-- REQUIRED ACTION --
Each entry in the listing below should be restated word for word.

***** DATA FOR ANALYSIS *****

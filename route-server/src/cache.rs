//! Caching layer for extracted route segments.
//!
//! Provider calls are slow and rate limited, so every extracted segment is
//! cached for a short, fixed time under a key derived from the normalized
//! request. Entries are never deleted explicitly; they simply expire.
//!
//! The store itself is behind [`CacheStore`] so the orchestrator does not care
//! whether bytes live in-process ([`MokaStore`]) or in an external key-value
//! service.

use std::future::Future;
use std::sync::Arc;
use std::time::{Duration, Instant};

use moka::Expiry;
use moka::future::Cache as MokaCache;
use tracing::debug;

use crate::domain::SearchRequest;

/// Namespace prefix for every segment key.
pub const KEY_PREFIX: &str = "train_path";

/// Separator between key fields. Not escaped inside field values.
pub const KEY_DELIMITER: char = ':';

/// Default lifetime of a cached segment (5 minutes).
pub const DEFAULT_TTL: Duration = Duration::from_secs(5 * 60);

/// Cache key for a route segment.
///
/// Layout: `train_path:{train}:{departure}:{arrival}:{day}:{month}`, with
/// station names already normalized and day/month written without leading
/// zeros.
///
/// # Examples
///
/// ```
/// use route_server::cache::CacheKey;
///
/// let key = CacheKey::build("016А", "москва", "санкт-петербург", 15, 3);
/// assert_eq!(key.as_str(), "train_path:016А:москва:санкт-петербург:15:3");
/// ```
#[derive(Debug, Clone, PartialEq, Eq, Hash)]
pub struct CacheKey(String);

impl CacheKey {
    /// Build a key from the five request fields, in this order.
    pub fn build(
        train_number: &str,
        departure_station: &str,
        arrival_station: &str,
        day: u8,
        month: u8,
    ) -> Self {
        let d = KEY_DELIMITER;
        Self(format!(
            "{KEY_PREFIX}{d}{train_number}{d}{departure_station}{d}{arrival_station}{d}{day}{d}{month}"
        ))
    }

    /// Build the key for a validated request.
    pub fn for_request(request: &SearchRequest) -> Self {
        Self::build(
            request.train_number(),
            request.departure_station(),
            request.arrival_station(),
            request.day(),
            request.month(),
        )
    }

    pub fn as_str(&self) -> &str {
        &self.0
    }
}

impl std::fmt::Display for CacheKey {
    fn fmt(&self, f: &mut std::fmt::Formatter<'_>) -> std::fmt::Result {
        f.write_str(&self.0)
    }
}

/// A key-value store with per-entry time-to-live.
///
/// Implementations must be safe to share between concurrent requests.
/// Expired entries must read as absent.
pub trait CacheStore: Send + Sync {
    /// Read the bytes stored under `key`, if present and not expired.
    fn get(&self, key: &str) -> impl Future<Output = Option<Vec<u8>>> + Send;

    /// Store `value` under `key` for `ttl`, replacing any previous entry.
    fn set(&self, key: &str, value: Vec<u8>, ttl: Duration) -> impl Future<Output = ()> + Send;
}

/// Configuration for the cache.
#[derive(Debug, Clone)]
pub struct CacheConfig {
    /// TTL for cached segments.
    pub ttl: Duration,

    /// Maximum number of cached entries.
    pub max_capacity: u64,
}

impl Default for CacheConfig {
    fn default() -> Self {
        Self {
            ttl: DEFAULT_TTL,
            max_capacity: 10_000,
        }
    }
}

/// Stored bytes together with the TTL they were written with.
#[derive(Clone)]
struct Entry {
    bytes: Arc<[u8]>,
    ttl: Duration,
}

/// Expires each entry after the TTL it was written with.
struct PerEntryTtl;

impl Expiry<String, Entry> for PerEntryTtl {
    fn expire_after_create(&self, _key: &String, value: &Entry, _created_at: Instant) -> Option<Duration> {
        Some(value.ttl)
    }

    fn expire_after_update(
        &self,
        _key: &String,
        value: &Entry,
        _updated_at: Instant,
        _duration_until_expiry: Option<Duration>,
    ) -> Option<Duration> {
        // A rewrite restarts the clock
        Some(value.ttl)
    }
}

/// In-process [`CacheStore`] backed by moka.
#[derive(Clone)]
pub struct MokaStore {
    entries: MokaCache<String, Entry>,
}

impl MokaStore {
    /// Create a new store with the given configuration.
    pub fn new(config: &CacheConfig) -> Self {
        let entries = MokaCache::builder()
            .max_capacity(config.max_capacity)
            .expire_after(PerEntryTtl)
            .build();

        Self { entries }
    }
}

impl CacheStore for MokaStore {
    async fn get(&self, key: &str) -> Option<Vec<u8>> {
        let found = self.entries.get(key).await;
        debug!(key, found = found.is_some(), "cache lookup");
        found.map(|entry| entry.bytes.to_vec())
    }

    async fn set(&self, key: &str, value: Vec<u8>, ttl: Duration) {
        debug!(key, ttl_secs = ttl.as_secs(), bytes = value.len(), "cache set");
        let entry = Entry {
            bytes: value.into(),
            ttl,
        };
        self.entries.insert(key.to_string(), entry).await;
    }
}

*****

-- SOLUTION --
filename route-server/src/cache.rs
//! Caching layer for extracted route segments.
//!
//! Provider calls are slow and rate limited, so every extracted segment is
//! cached for a short, fixed time under a key derived from the normalized
//! request. Entries are never deleted explicitly; they simply expire.
//!
//! The store itself is behind [`CacheStore`] so the orchestrator does not care
//! whether bytes live in-process ([`MokaStore`]) or in an external key-value
//! service.

use std::future::Future;
use std::sync::Arc;
use std::time::{Duration, Instant};

use moka::Expiry;
use moka::future::Cache as MokaCache;
use tracing::debug;

use crate::domain::SearchRequest;

/// Namespace prefix for every segment key.
pub const KEY_PREFIX: &str = "train_path";

/// Separator between key fields. Not escaped inside field values.
pub const KEY_DELIMITER: char = ':';

/// Default lifetime of a cached segment (5 minutes).
pub const DEFAULT_TTL: Duration = Duration::from_secs(5 * 60);

/// Cache key for a route segment.
///
/// Layout: `train_path:{train}:{departure}:{arrival}:{day}:{month}`, with
/// station names already normalized and day/month written without leading
/// zeros.
///
/// # Examples
///
/// ```
/// use route_server::cache::CacheKey;
///
/// let key = CacheKey::build("016А", "москва", "санкт-петербург", 15, 3);
/// assert_eq!(key.as_str(), "train_path:016А:москва:санкт-петербург:15:3");
/// ```
#[derive(Debug, Clone, PartialEq, Eq, Hash)]
pub struct CacheKey(String);

impl CacheKey {
    /// Build a key from the five request fields, in this order.
    pub fn build(
        train_number: &str,
        departure_station: &str,
        arrival_station: &str,
        day: u8,
        month: u8,
    ) -> Self {
        let d = KEY_DELIMITER;
        Self(format!(
            "{KEY_PREFIX}{d}{train_number}{d}{departure_station}{d}{arrival_station}{d}{day}{d}{month}"
        ))
    }

    /// Build the key for a validated request.
    pub fn for_request(request: &SearchRequest) -> Self {
        Self::build(
            request.train_number(),
            request.departure_station(),
            request.arrival_station(),
            request.day(),
            request.month(),
        )
    }

    pub fn as_str(&self) -> &str {
        &self.0
    }
}

impl std::fmt::Display for CacheKey {
    fn fmt(&self, f: &mut std::fmt::Formatter<'_>) -> std::fmt::Result {
        f.write_str(&self.0)
    }
}

/// A key-value store with per-entry time-to-live.
///
/// Implementations must be safe to share between concurrent requests.
/// Expired entries must read as absent.
pub trait CacheStore: Send + Sync {
    /// Read the bytes stored under `key`, if present and not expired.
    fn get(&self, key: &str) -> impl Future<Output = Option<Vec<u8>>> + Send;

    /// Store `value` under `key` for `ttl`, replacing any previous entry.
    fn set(&self, key: &str, value: Vec<u8>, ttl: Duration) -> impl Future<Output = ()> + Send;
}

/// Configuration for the cache.
#[derive(Debug, Clone)]
pub struct CacheConfig {
    /// TTL for cached segments.
    pub ttl: Duration,

    /// Maximum number of cached entries.
    pub max_capacity: u64,
}

impl Default for CacheConfig {
    fn default() -> Self {
        Self {
            ttl: DEFAULT_TTL,
            max_capacity: 10_000,
        }
    }
}

/// Stored bytes together with the TTL they were written with.
#[derive(Clone)]
struct Entry {
    bytes: Arc<[u8]>,
    ttl: Duration,
}

/// Expires each entry after the TTL it was written with.
struct PerEntryTtl;

impl Expiry<String, Entry> for PerEntryTtl {
    fn expire_after_create(&self, _key: &String, value: &Entry, _created_at: Instant) -> Option<Duration> {
        Some(value.ttl)
    }

    fn expire_after_update(
        &self,
        _key: &String,
        value: &Entry,
        _updated_at: Instant,
        _duration_until_expiry: Option<Duration>,
    ) -> Option<Duration> {
        // A rewrite restarts the clock
        Some(value.ttl)
    }
}

/// In-process [`CacheStore`] backed by moka.
#[derive(Clone)]
pub struct MokaStore {
    entries: MokaCache<String, Entry>,
}

impl MokaStore {
    /// Create a new store with the given configuration.
    pub fn new(config: &CacheConfig) -> Self {
        let entries = MokaCache::builder()
            .max_capacity(config.max_capacity)
            .expire_after(PerEntryTtl)
            .build();

        Self { entries }
    }
}

impl CacheStore for MokaStore {
    async fn get(&self, key: &str) -> Option<Vec<u8>> {
        let found = self.entries.get(key).await;
        debug!(key, found = found.is_some(), "cache lookup");
        found.map(|entry| entry.bytes.to_vec())
    }

    async fn set(&self, key: &str, value: Vec<u8>, ttl: Duration) {
        debug!(key, ttl_secs = ttl.as_secs(), bytes = value.len(), "cache set");
        let entry = Entry {
            bytes: value.into(),
            ttl,
        };
        self.entries.insert(key.to_string(), entry).await;
    }
}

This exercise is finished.